### YOUR TASK
Set down exactly the lines below, starting at the one that contains "clients.len()" and ending at the one that contains "let retry = stream::once(async", with both of those lines included and nothing else.

====== DATA FOR THIS EXERCISE ======

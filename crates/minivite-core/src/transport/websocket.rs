//! WebSocket handshake and outbound framing (RFC 6455 subset).
//!
//! Only what the server needs to push text: accept-token computation,
//! handshake validation and unmasked single-frame text encoding. Inbound
//! frames are never decoded.

use crate::error::{Error, Result};
use base64::engine::general_purpose::STANDARD;
use base64::Engine as _;
use bytes::{BufMut, Bytes, BytesMut};
use sha1::{Digest, Sha1};

/// GUID appended to the client key before hashing.
pub const WS_GUID: &str = "258EAFA5-E914-47DA-95CA-C5AB0DC85B11";

/// The only protocol version accepted.
pub const WS_VERSION: &str = "13";

/// FIN bit set, opcode 0x1 (text).
const FIN_TEXT: u8 = 0x81;

/// `base64(sha1(key + GUID))`.
#[must_use]
pub fn accept_key(key: &str) -> String {
    let mut hasher = Sha1::new();
    hasher.update(key.as_bytes());
    hasher.update(WS_GUID.as_bytes());
    STANDARD.encode(hasher.finalize())
}

/// Check the upgrade headers and return the accept token.
///
/// A missing or empty key, or any version other than 13, is a
/// [`Error::Protocol`]; no partial handshake is attempted.
pub fn validate_handshake(key: Option<&str>, version: Option<&str>) -> Result<String> {
    let key = key
        .map(str::trim)
        .filter(|k| !k.is_empty())
        .ok_or_else(|| Error::Protocol("missing Sec-WebSocket-Key".into()))?;

    match version.map(str::trim) {
        Some(WS_VERSION) => Ok(accept_key(key)),
        Some(other) => Err(Error::Protocol(format!(
            "unsupported Sec-WebSocket-Version {other}"
        ))),
        None => Err(Error::Protocol("missing Sec-WebSocket-Version".into())),
    }
}

/// Encode `payload` as one unmasked text frame.
///
/// Header is 2 bytes below 126, 4 bytes (16-bit length) below 65536 and
/// 10 bytes (64-bit length) otherwise.
#[must_use]
#[allow(clippy::cast_possible_truncation)]
pub fn encode_text_frame(payload: &[u8]) -> Bytes {
    let len = payload.len();
    let mut frame = BytesMut::with_capacity(len + 10);
    frame.put_u8(FIN_TEXT);

    if len < 126 {
        frame.put_u8(len as u8);
    } else if len < 65_536 {
        frame.put_u8(126);
        frame.put_u16(len as u16);
    } else {
        frame.put_u8(127);
        frame.put_u64(len as u64);
    }

    frame.put_slice(payload);
    frame.freeze()
}

/// Read one unmasked text frame as written by [`encode_text_frame`].
#[cfg(test)]
pub(crate) async fn read_text_frame<R>(reader: &mut R) -> std::io::Result<String>
where
    R: tokio::io::AsyncRead + Unpin,
{
    use tokio::io::AsyncReadExt;

    let mut head = [0u8; 2];
    reader.read_exact(&mut head).await?;
    assert_eq!(head[0], FIN_TEXT);

    let len = match head[1] {
        126 => usize::from(reader.read_u16().await?),
        127 => usize::try_from(reader.read_u64().await?).unwrap_or(usize::MAX),
        n => usize::from(n),
    };
    let mut payload = vec![0u8; len];
    reader.read_exact(&mut payload).await?;
    String::from_utf8(payload)
        .map_err(|e| std::io::Error::new(std::io::ErrorKind::InvalidData, e))
}
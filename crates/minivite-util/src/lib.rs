#![deny(clippy::all)]
#![warn(clippy::pedantic)]
#![allow(clippy::module_name_repetitions)]

//! Shared utilities for minivite.
//!
//! This crate provides pure helper functions with no logging/tracing dependencies.
//! Logging is handled by the CLI crate to keep this library lightweight.

pub mod fs;
pub mod path;
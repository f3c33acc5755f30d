#![deny(clippy::all)]
#![warn(clippy::pedantic)]
#![allow(clippy::module_name_repetitions)]
#![allow(clippy::missing_errors_doc)]
#![allow(clippy::too_many_lines)]
#![allow(clippy::cast_possible_truncation)]
#![allow(clippy::needless_pass_by_value)]
#![allow(clippy::return_self_not_must_use)]

//! Core of the minivite dev server: import scanning and rewriting, package
//! resolution, the module graph, change notification and the push transports.

pub mod config;
pub mod dev;
pub mod error;
pub mod hmr;
pub mod imports;
pub mod resolver;
pub mod transport;

pub use config::{load_config, Config};
pub use dev::{DevService, GraphSnapshot, ModuleGraph, ServedFile};
pub use error::{Error, Result};
pub use hmr::{DirWatcher, HmrPayload, Notifier, UpdateEntry, UpdateKind};
pub use imports::{scan_imports, ImportKind, ImportSpec};
pub use resolver::{PackageResolver, ResolvedPackage};
pub use transport::{SocketHub, SseHub};

/// Version of this crate.
pub const VERSION: &str = env!("CARGO_PKG_VERSION");
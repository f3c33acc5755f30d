//! Server-Sent Events reload channel.

use bytes::Bytes;
use futures::stream::{self, Stream, StreamExt};
use std::collections::HashMap;
use std::sync::atomic::{AtomicU64, Ordering};
use std::sync::{Arc, Mutex, PoisonError};
use tokio::sync::mpsc;
use tracing::debug;

/// Sent once on connect: reconnect after one second.
pub const RETRY_DIRECTIVE: &str = "retry: 1000\n\n";

/// Sent on every full reload.
pub const RELOAD_EVENT: &str = "data: reload\n\n";

/// Broadcast set of open event streams.
#[derive(Debug, Default)]
pub struct SseHub {
    next_id: AtomicU64,
    clients: Mutex<HashMap<u64, mpsc::UnboundedSender<Bytes>>>,
}

impl SseHub {
    #[must_use]
    pub fn new() -> Self {
        Self::default()
    }

    /// Open a stream. It leaves the set when the subscription is dropped.
    #[must_use]
    pub fn subscribe(self: &Arc<Self>) -> SseSubscription {
        let id = self.next_id.fetch_add(1, Ordering::Relaxed);
        let (tx, rx) = mpsc::unbounded_channel();
        self.lock().insert(id, tx);
        debug!(id, "SSE client connected");
        SseSubscription {
            id,
            hub: Arc::clone(self),
            rx,
        }
    }

    /// Push a reload event to every stream. Returns how many received it.
    pub fn broadcast_reload(&self) -> usize {
        let event = Bytes::from_static(RELOAD_EVENT.as_bytes());
        let mut clients = self.lock();
        clients.retain(|_, tx| tx.send(event.clone()).is_ok());
        clients.len()
    }

    #[must_use]
    pub fn len(&self) -> usize {
        self.lock().len()
    }

    #[must_use]
    pub fn is_empty(&self) -> bool {
        self.len() == 0
    }

    fn remove(&self, id: u64) {
        if self.lock().remove(&id).is_some() {
            debug!(id, "SSE client disconnected");
        }
    }

    fn lock(&self) -> std::sync::MutexGuard<'_, HashMap<u64, mpsc::UnboundedSender<Bytes>>> {
        self.clients.lock().unwrap_or_else(PoisonError::into_inner)
    }
}

/// One open event stream.
#[derive(Debug)]
pub struct SseSubscription {
    id: u64,
    hub: Arc<SseHub>,
    rx: mpsc::UnboundedReceiver<Bytes>,
}

impl SseSubscription {
    #[must_use]
    pub fn id(&self) -> u64 {
        self.id
    }

    /// Next event chunk, `None` once the hub is gone.
    pub async fn recv(&mut self) -> Option<Bytes> {
        self.rx.recv().await
    }

    /// Body stream: the retry directive, then one chunk per broadcast.
    pub fn into_stream(self) -> impl Stream<Item = Bytes> + Send + 'static {
        let retry = stream::once(async { Bytes::from_static(RETRY_DIRECTIVE.as_bytes()) });
        let events = stream::unfold(self, |mut sub| async move {
            sub.recv().await.map(|chunk| (chunk, sub))
        });
        retry.chain(events)
    }
}

impl Drop for SseSubscription {
    fn drop(&mut self) {
        self.hub.remove(self.id);
    }
}
//! Push channels to the browser: a hand-rolled WebSocket server side and an
//! SSE fallback that only carries reloads.

mod hub;
mod sse;
pub mod websocket;

pub use hub::SocketHub;
pub use sse::{SseHub, SseSubscription, RELOAD_EVENT, RETRY_DIRECTIVE};
pub use websocket::{accept_key, encode_text_frame, validate_handshake, WS_GUID, WS_VERSION};
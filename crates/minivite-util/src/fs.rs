use std::fs;
use std::io;
use std::path::{Path, PathBuf};

/// Read a file to string, replacing invalid UTF-8 sequences with the replacement character.
///
/// # Errors
/// Returns an error if the file cannot be read.
pub fn read_to_string_lossy(path: &Path) -> io::Result<String> {
    let bytes = fs::read(path)?;
    Ok(String::from_utf8_lossy(&bytes).into_owned())
}

/// Append each extension to `base` in order and return the first candidate that is a file.
///
/// Extensions are given with their leading dot (`".js"`). The base path itself is
/// not probed.
#[must_use]
pub fn probe_extensions(base: &Path, extensions: &[&str]) -> Option<PathBuf> {
    extensions.iter().find_map(|ext| {
        let mut candidate = base.as_os_str().to_os_string();
        candidate.push(ext);
        let candidate = PathBuf::from(candidate);
        candidate.is_file().then_some(candidate)
    })
}

#[cfg(test)]
mod tests {
    use super::*;
    use std::io::Write;
    use tempfile::{tempdir, NamedTempFile};

    #[test]
    fn test_read_to_string_lossy_valid_utf8() {
        let mut file = NamedTempFile::new().unwrap();
        file.write_all(b"hello world").unwrap();
        file.flush().unwrap();

        let content = read_to_string_lossy(file.path()).unwrap();
        assert_eq!(content, "hello world");
    }

    #[test]
    fn test_read_to_string_lossy_invalid_utf8() {
        let mut file = NamedTempFile::new().unwrap();
        file.write_all(&[0x48, 0x65, 0x6c, 0x6c, 0x6f, 0x80, 0x81])
            .unwrap();
        file.flush().unwrap();

        let content = read_to_string_lossy(file.path()).unwrap();
        assert!(content.starts_with("Hello"));
        assert!(content.contains('\u{FFFD}'));
    }

    #[test]
    fn test_probe_extensions_priority() {
        let dir = tempdir().unwrap();
        fs::write(dir.path().join("entry.mjs"), "").unwrap();
        fs::write(dir.path().join("entry.ts"), "").unwrap();

        let found = probe_extensions(&dir.path().join("entry"), &[".js", ".mjs", ".ts"]).unwrap();
        assert!(found.ends_with("entry.mjs"));
    }

    #[test]
    fn test_probe_extensions_keeps_dotted_names() {
        let dir = tempdir().unwrap();
        fs::write(dir.path().join("lodash.min.js"), "").unwrap();

        let found = probe_extensions(&dir.path().join("lodash.min"), &[".js"]).unwrap();
        assert!(found.ends_with("lodash.min.js"));
    }

    #[test]
    fn test_probe_extensions_none() {
        let dir = tempdir().unwrap();
        assert!(probe_extensions(&dir.path().join("missing"), &[".js", ".mjs"]).is_none());
    }
}
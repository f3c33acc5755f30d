//! Messages pushed to connected browsers.
//!
//! ```json
//! {"type":"full-reload"}
//! {"type":"update","updates":[{"type":"style","path":"/src/app.css","timestamp":1700000000000}]}
//! ```

use serde::{Deserialize, Serialize};

/// What a hot update asks the client to re-fetch.
#[derive(Debug, Clone, Copy, PartialEq, Eq, PartialOrd, Ord, Hash, Serialize, Deserialize)]
#[serde(rename_all = "lowercase")]
pub enum UpdateKind {
    /// A stylesheet; the client swaps its `<style>` text in place.
    Style,
    /// A script module.
    Script,
}

/// One entry of an update batch.
#[derive(Debug, Clone, PartialEq, Eq, Serialize, Deserialize)]
pub struct UpdateEntry {
    #[serde(rename = "type")]
    pub kind: UpdateKind,
    /// Request path of the changed file (e.g. `/src/app.css`).
    pub path: String,
    /// Milliseconds since the Unix epoch.
    pub timestamp: u64,
}

/// A message on the HMR socket. Unknown `type` tags fail to deserialize.
#[derive(Debug, Clone, PartialEq, Eq, Serialize, Deserialize)]
#[serde(tag = "type", rename_all = "kebab-case")]
pub enum HmrPayload {
    FullReload,
    Update { updates: Vec<UpdateEntry> },
}

impl HmrPayload {
    /// Serialize to the JSON text carried in one WebSocket frame.
    pub fn to_json(&self) -> serde_json::Result<String> {
        serde_json::to_string(self)
    }

    /// Parse a payload, rejecting unknown tags.
    pub fn from_json(text: &str) -> serde_json::Result<Self> {
        serde_json::from_str(text)
    }
}

/// Current time in milliseconds since the Unix epoch.
#[must_use]
#[allow(clippy::cast_possible_truncation)]
pub fn now_ms() -> u64 {
    std::time::SystemTime::now()
        .duration_since(std::time::UNIX_EPOCH)
        .unwrap_or_default()
        .as_millis() as u64
}
//! The dev server's request pipeline and shared state.
//!
//! ```text
//! GET /@modules/<pkg>[/<sub>] → resolve → read → rewrite (package base) → record edges
//!                              (.css / .json sub-paths are wrapped like source files)
//! GET /<path>.js|.mjs|.ts     → read → rewrite (bare only)               → record edges
//! GET /<path>.json            → wrap as default export
//! GET /<path>.css             → wrap as style injector (or raw text with ?raw)
//! GET /index.html             → inject the HMR client
//! ```
//!
//! The module graph, socket set and SSE set are process-wide and live here,
//! each behind its own lock. No lock is held across an `.await`. Path probing
//! and manifest reads are blocking, so they run on tokio's blocking pool.

use super::client::inject_hmr_client;
use super::graph::{GraphSnapshot, ModuleGraph};
use super::rewrite::{rewrite_imports, wrap_css_as_js, wrap_json_as_js, RewriteContext};
use crate::config::Config;
use crate::error::{Error, Result};
use crate::hmr::Notifier;
use crate::resolver::{PackageResolver, StampedPkgJsonCache, PROBE_EXTENSIONS};
use crate::transport::{SocketHub, SseHub};
use bytes::Bytes;
use minivite_util::fs::probe_extensions;
use minivite_util::path::{normalize, safe_join};
use std::ffi::OsStr;
use std::path::{Path, PathBuf};
use std::sync::{Arc, Mutex, MutexGuard, PoisonError};
use tracing::debug;

/// Content type of every module response.
pub const JS_CONTENT_TYPE: &str = "application/javascript; charset=utf-8";

const SCRIPT_EXTENSIONS: &[&str] = &["js", "mjs", "ts", "jsx", "tsx"];

/// A response body ready to send.
#[derive(Debug, Clone)]
pub struct ServedFile {
    pub body: Bytes,
    pub content_type: &'static str,
    /// File the body was produced from.
    pub file: PathBuf,
}

impl ServedFile {
    fn module(code: String, file: PathBuf) -> Self {
        Self {
            body: Bytes::from(code),
            content_type: JS_CONTENT_TYPE,
            file,
        }
    }
}

/// Owns everything a running dev server shares between requests.
#[derive(Debug)]
pub struct DevService {
    config: Config,
    root: PathBuf,
    resolver: Arc<PackageResolver>,
    graph: Mutex<ModuleGraph>,
    sockets: Arc<SocketHub>,
    sse: Arc<SseHub>,
}

impl DevService {
    /// Build the service for `config`. The root must exist.
    pub fn new(config: Config) -> Result<Self> {
        let root = dunce::canonicalize(&config.root)?;
        let resolver = Arc::new(PackageResolver::new(
            config.node_modules_dir(),
            config.namespace.clone(),
            Box::new(StampedPkgJsonCache::new()),
        ));
        let graph = ModuleGraph::new(config.namespace.clone());

        Ok(Self {
            config,
            root,
            resolver,
            graph: Mutex::new(graph),
            sockets: Arc::new(SocketHub::new()),
            sse: Arc::new(SseHub::new()),
        })
    }

    #[must_use]
    pub fn config(&self) -> &Config {
        &self.config
    }

    /// Canonical served root.
    #[must_use]
    pub fn root(&self) -> &Path {
        &self.root
    }

    #[must_use]
    pub fn sockets(&self) -> &Arc<SocketHub> {
        &self.sockets
    }

    #[must_use]
    pub fn sse(&self) -> &Arc<SseHub> {
        &self.sse
    }

    /// Start a [`Notifier`] pushing to this service's connections.
    #[must_use]
    pub fn spawn_notifier(&self) -> Notifier {
        Notifier::spawn(
            self.root.clone(),
            self.config.debounce(),
            Arc::clone(&self.sockets),
            Arc::clone(&self.sse),
        )
    }

    /// Whether `url_path` names a package under the namespace.
    #[must_use]
    pub fn is_package_request(&self, url_path: &str) -> bool {
        url_path.starts_with(self.resolver.namespace())
    }

    /// Serve any request path, package or source.
    pub async fn serve(&self, url_path: &str, raw: bool) -> Result<ServedFile> {
        if self.is_package_request(url_path) {
            self.serve_package(url_path, raw).await
        } else {
            self.serve_source(url_path, raw).await
        }
    }

    /// Resolve, read and rewrite a package file.
    ///
    /// Relative imports inside it are pinned to the package's URL directory,
    /// and its edges are recorded under the request path. Stylesheets and
    /// JSON inside a package are wrapped the same way project files are.
    pub async fn serve_package(&self, url_path: &str, raw: bool) -> Result<ServedFile> {
        let resolver = Arc::clone(&self.resolver);
        let request = url_path.to_string();
        let resolved = run_blocking(move || resolver.resolve_request(&request)).await?;
        let source = read_text(&resolved.file).await?;
        let url = normalize(url_path);

        let served = match extension_of(&resolved.file).as_str() {
            "css" if raw => ServedFile {
                body: Bytes::from(source),
                content_type: "text/css; charset=utf-8",
                file: resolved.file,
            },
            "css" => {
                self.graph().ensure(&url);
                ServedFile::module(wrap_css_as_js(&source, &url), resolved.file)
            }
            "json" => {
                self.graph().ensure(&url);
                ServedFile::module(wrap_json_as_js(&source), resolved.file)
            }
            _ => {
                let ctx = RewriteContext::package(&self.config.namespace, &resolved.base);
                let code = rewrite_imports(&source, &ctx);
                self.graph().record_from_code(&url, &code);
                ServedFile::module(code, resolved.file)
            }
        };

        debug!(url = %url, file = %served.file.display(), "Served package module");
        Ok(served)
    }

    /// Serve a file under the root.
    ///
    /// `raw` returns stylesheets as plain CSS instead of a style module.
    pub async fn serve_source(&self, url_path: &str, raw: bool) -> Result<ServedFile> {
        let mut url = normalize(url_path);
        if !url.starts_with('/') {
            url.insert(0, '/');
        }
        if url.ends_with('/') {
            url.push_str("index.html");
        }

        let root = self.root.clone();
        let target = url.clone();
        let file = run_blocking(move || locate(&root, &target)).await?;
        let ext = extension_of(&file);

        let served = match ext.as_str() {
            e if SCRIPT_EXTENSIONS.contains(&e) => {
                let source = read_text(&file).await?;
                let code = rewrite_imports(&source, &RewriteContext::source(&self.config.namespace));
                self.graph().record_from_code(&url, &code);
                ServedFile::module(code, file)
            }
            "json" => {
                let json = read_text(&file).await?;
                self.graph().ensure(&url);
                ServedFile::module(wrap_json_as_js(&json), file)
            }
            "css" if raw => ServedFile {
                body: Bytes::from(read_text(&file).await?),
                content_type: "text/css; charset=utf-8",
                file,
            },
            "css" => {
                let css = read_text(&file).await?;
                self.graph().ensure(&url);
                ServedFile::module(wrap_css_as_js(&css, &url), file)
            }
            "html" => ServedFile {
                body: Bytes::from(inject_hmr_client(&read_text(&file).await?)),
                content_type: "text/html; charset=utf-8",
                file,
            },
            other => ServedFile {
                body: Bytes::from(tokio::fs::read(&file).await?),
                content_type: content_type_for(other),
                file,
            },
        };

        debug!(url = %url, content_type = served.content_type, "Served source file");
        Ok(served)
    }

    /// Snapshot of the module graph.
    #[must_use]
    pub fn graph_snapshot(&self) -> GraphSnapshot {
        self.graph().snapshot()
    }

    /// Run `f` against the current graph.
    pub fn with_graph<R>(&self, f: impl FnOnce(&ModuleGraph) -> R) -> R {
        f(&self.graph())
    }

    fn graph(&self) -> MutexGuard<'_, ModuleGraph> {
        self.graph.lock().unwrap_or_else(PoisonError::into_inner)
    }
}

/// Map a request path to an existing file under `root`, probing script
/// extensions for extension-less paths.
fn locate(root: &Path, url: &str) -> Result<PathBuf> {
    let file = safe_join(root, url);
    if file.is_file() {
        return Ok(file);
    }
    if file.extension().is_none() {
        if let Some(found) = probe_extensions(&file, PROBE_EXTENSIONS) {
            return Ok(found);
        }
    }
    Err(Error::NotFound(url.to_string()))
}

/// Run filesystem-bound work off the async workers.
async fn run_blocking<T, F>(f: F) -> Result<T>
where
    F: FnOnce() -> Result<T> + Send + 'static,
    T: Send + 'static,
{
    tokio::task::spawn_blocking(f)
        .await
        .map_err(|e| Error::other(format!("Blocking task failed: {e}")))?
}

fn extension_of(file: &Path) -> String {
    file.extension()
        .and_then(OsStr::to_str)
        .map(str::to_ascii_lowercase)
        .unwrap_or_default()
}

async fn read_text(path: &Path) -> Result<String> {
    let bytes = tokio::fs::read(path).await?;
    Ok(String::from_utf8_lossy(&bytes).into_owned())
}

/// Content type for static files by extension.
#[must_use]
pub fn content_type_for(ext: &str) -> &'static str {
    match ext {
        "html" => "text/html; charset=utf-8",
        "css" => "text/css; charset=utf-8",
        "js" | "mjs" => JS_CONTENT_TYPE,
        "json" | "map" => "application/json",
        "txt" => "text/plain; charset=utf-8",
        "svg" => "image/svg+xml",
        "png" => "image/png",
        "jpg" | "jpeg" => "image/jpeg",
        "gif" => "image/gif",
        "webp" => "image/webp",
        "ico" => "image/x-icon",
        "woff" => "font/woff",
        "woff2" => "font/woff2",
        "ttf" => "font/ttf",
        "wasm" => "application/wasm",
        _ => "application/octet-stream",
    }
}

======

### EXERCISE SOLUTION
        clients.len()
    }

    #[must_use]
    pub fn len(&self) -> usize {
        self.lock().len()
    }

    #[must_use]
    pub fn is_empty(&self) -> bool {
        self.len() == 0
    }

    fn remove(&self, id: u64) {
        if self.lock().remove(&id).is_some() {
            debug!(id, "SSE client disconnected");
        }
    }

    fn lock(&self) -> std::sync::MutexGuard<'_, HashMap<u64, mpsc::UnboundedSender<Bytes>>> {
        self.clients.lock().unwrap_or_else(PoisonError::into_inner)
    }
}

/// One open event stream.
#[derive(Debug)]
pub struct SseSubscription {
    id: u64,
    hub: Arc<SseHub>,
    rx: mpsc::UnboundedReceiver<Bytes>,
}

impl SseSubscription {
    #[must_use]
    pub fn id(&self) -> u64 {
        self.id
    }

    /// Next event chunk, `None` once the hub is gone.
    pub async fn recv(&mut self) -> Option<Bytes> {
        self.rx.recv().await
    }

    /// Body stream: the retry directive, then one chunk per broadcast.
    pub fn into_stream(self) -> impl Stream<Item = Bytes> + Send + 'static {
        let retry = stream::once(async { Bytes::from_static(RETRY_DIRECTIVE.as_bytes()) });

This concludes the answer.